5 Pitfalls to Avoid When Growing a Business Too Quickly

Brandon Vallorani • Aug 17, 2020

It’s exciting to watch your new business grow and grow—but watch out for these dangers that can threaten to bring your enterprise down. The post 5 Pitfalls to Avoid When Growing a Business Too Quickly appeared first on AllBusiness.com The post 5 Pitfalls to Avoid When Growing a Business Too Quickly appeared first on AllBusiness.com. Click for more information about Guest Post.

By Brandon Vallorani

In my early days as an entrepreneur, I repeated phrases like “Expand or Die” and “Go Big or Go Home” around the office. It worked. Since 2012, we’ve made the Inc. 5000 List of America’s Fastest-Growing Companies five years in a row!

To achieve this award for five years is challenging because the bigger you grow your revenue one year, the more revenue you must generate the following year. Thanks to an excellent team, we’ve succeeded in doing so. It’s exciting to focus on growth—especially for a startup.

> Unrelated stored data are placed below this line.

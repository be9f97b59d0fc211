use anyhow::{Context, Result};
use serde::{Deserialize, Serialize};
use std::path::{Path, PathBuf};
use std::time::Duration;

use crate::application::services::engine::EngineConfig;
use crate::application::services::runner;
use crate::domain::value_objects::thresholds::ThresholdSet;
use crate::domain::window::DEFAULT_CAPACITY;

/// Top-level application configuration loaded from TOML.
#[derive(Debug, Clone, Default, Serialize, Deserialize)]
pub struct AppConfig {
    #[serde(default)]
    pub general: GeneralConfig,
    #[serde(default)]
    pub window: WindowConfig,
    #[serde(default)]
    pub thresholds: ThresholdConfig,
    #[serde(default)]
    pub database: DatabaseConfig,
    #[serde(default)]
    pub source: SourceConfig,
}

/// General settings: tick interval.
#[derive(Debug, Clone, Serialize, Deserialize)]
pub struct GeneralConfig {
    #[serde(default = "default_interval_ms")]
    pub interval_ms: u64,
}

/// Sliding window sizing.
#[derive(Debug, Clone, Serialize, Deserialize)]
pub struct WindowConfig {
    #[serde(default = "default_capacity")]
    pub capacity: usize,
}

/// Two-tier alert thresholds per sensor channel.
#[derive(Debug, Clone, Serialize, Deserialize)]
pub struct ThresholdConfig {
    #[serde(default = "default_temperature_warning")]
    pub temperature_warning: f64,
    #[serde(default = "default_temperature_critical")]
    pub temperature_critical: f64,
    #[serde(default = "default_humidity_warning")]
    pub humidity_warning: f64,
    #[serde(default = "default_humidity_critical")]
    pub humidity_critical: f64,
    #[serde(default = "default_luminosity_warning")]
    pub luminosity_warning: f64,
    #[serde(default = "default_luminosity_critical")]
    pub luminosity_critical: f64,
}

/// Database storage path (tilde-expanded at point of use).
#[derive(Debug, Clone, Serialize, Deserialize)]
pub struct DatabaseConfig {
    #[serde(default = "default_database_path")]
    pub path: String,
}

/// Last reading file streamed by `run`.
#[derive(Debug, Clone, Default, Serialize, Deserialize)]
pub struct SourceConfig {
    #[serde(default)]
    pub last_file: Option<String>,
}

// --- Defaults ---

const fn default_interval_ms() -> u64 {
    runner::DEFAULT_INTERVAL_MS
}

const fn default_capacity() -> usize {
    DEFAULT_CAPACITY
}

const fn default_temperature_warning() -> f64 {
    30.0
}

const fn default_temperature_critical() -> f64 {
    35.0
}

const fn default_humidity_warning() -> f64 {
    30.0
}

const fn default_humidity_critical() -> f64 {
    20.0
}

const fn default_luminosity_warning() -> f64 {
    800.0
}

const fn default_luminosity_critical() -> f64 {
    1000.0
}

// NOTE: Stored as raw string with tilde, expanded by SqliteStore::new.
fn default_database_path() -> String {
    "~/.local/share/envwatch/envwatch.db".into()
}

// --- Default impls ---

impl Default for GeneralConfig {
    fn default() -> Self {
        Self {
            interval_ms: default_interval_ms(),
        }
    }
}

impl Default for WindowConfig {
    fn default() -> Self {
        Self {
            capacity: default_capacity(),
        }
    }
}

impl Default for ThresholdConfig {
    fn default() -> Self {
        Self {
            temperature_warning: default_temperature_warning(),
            temperature_critical: default_temperature_critical(),
            humidity_warning: default_humidity_warning(),
            humidity_critical: default_humidity_critical(),
            luminosity_warning: default_luminosity_warning(),
            luminosity_critical: default_luminosity_critical(),
        }
    }
}

impl Default for DatabaseConfig {
    fn default() -> Self {
        Self {
            path: default_database_path(),
        }
    }
}

// --- AppConfig methods ---

impl AppConfig {
    /// Load config from default path or create default config file
    ///
    /// # Errors
    ///
    /// Returns an error if the config directory cannot be determined,
    /// the file cannot be read, or the TOML content is invalid.
    pub fn load() -> Result<Self> {
        let path = Self::config_path()?;
        Self::load_or_create(&path)
    }

    /// Load from a specific path, or create a default config file if missing
    ///
    /// # Errors
    ///
    /// Returns an error if the file cannot be read, the TOML content is invalid,
    /// or the default config file cannot be written.
    pub fn load_or_create(path: &Path) -> Result<Self> {
        if path.exists() {
            Self::load_from(path)
        } else {
            let config = Self::default();
            config.save_to(path)?;
            Ok(config)
        }
    }

    /// Load from a specific path
    ///
    /// # Errors
    ///
    /// Returns an error if the file cannot be read or the TOML content is invalid.
    pub fn load_from(path: &Path) -> Result<Self> {
        let content = std::fs::read_to_string(path)
            .with_context(|| format!("Failed to read config file {}", path.display()))?;
        toml::from_str(&content).context("Failed to parse config file")
    }

    /// Save config to default path
    ///
    /// # Errors
    ///
    /// Returns an error if the config directory cannot be created,
    /// serialization fails, or the file cannot be written.
    pub fn save(&self) -> Result<()> {
        let path = Self::config_path()?;
        self.save_to(&path)
    }

    /// Save config to a specific path, creating parent directories if needed
    ///
    /// # Errors
    ///
    /// Returns an error if the directory cannot be created,
    /// serialization fails, or the file cannot be written.
    pub fn save_to(&self, path: &Path) -> Result<()> {
        let parent = path.parent().unwrap_or_else(|| Path::new("."));
        std::fs::create_dir_all(parent).context("Failed to create config directory")?;
        let content = toml::to_string_pretty(self).context("Failed to serialize config")?;
        std::fs::write(path, content).context("Failed to write config file")?;
        Ok(())
    }

    /// Default location: `<config dir>/envwatch/config.toml`
    ///
    /// # Errors
    ///
    /// Returns an error if the platform config directory cannot be determined.
    pub fn config_path() -> Result<PathBuf> {
        let config_dir = dirs::config_dir().context("Could not determine config directory")?;
        Ok(config_dir.join("envwatch").join("config.toml"))
    }

    /// Configured tick interval, clamped to the supported range.
    #[must_use]
    pub fn tick_interval(&self) -> Duration {
        runner::clamp_interval(self.general.interval_ms)
    }

    /// Record the file last streamed by `run`. Returns `true` if it changed.
    pub fn remember_source(&mut self, path: &Path) -> bool {
        let path = path.display().to_string();
        if self.source.last_file.as_deref() == Some(path.as_str()) {
            return false;
        }
        self.source.last_file = Some(path);
        true
    }
}

impl From<&ThresholdConfig> for ThresholdSet {
    fn from(config: &ThresholdConfig) -> Self {
        Self {
            temperature_warning: config.temperature_warning,
            temperature_critical: config.temperature_critical,
            humidity_warning: config.humidity_warning,
            humidity_critical: config.humidity_critical,
            luminosity_warning: config.luminosity_warning,
            luminosity_critical: config.luminosity_critical,
        }
    }
}

impl From<&AppConfig> for EngineConfig {
    fn from(config: &AppConfig) -> Self {
        Self {
            window_capacity: config.window.capacity.max(1),
            thresholds: ThresholdSet::from(&config.thresholds),
        }
    }
}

But while you are admiring the bigger and bigger numbers each quarter, tiny cracks can appear in your foundation that threaten to bring your empire down. There are most certainly growing pains as well—pitfalls that have brought us to the brink of disaster.

Here are five pitfalls to avoid:

1. Hiring blunders

It’s easy when a business is young to hire people you know and trust like friends and family. Sometimes as you’re growing, you’ll find yourself hiring anyone and everyone just to keep the work going forward, even if their performance is subpar on entry. After all, recruiting can be time-consuming and expensive.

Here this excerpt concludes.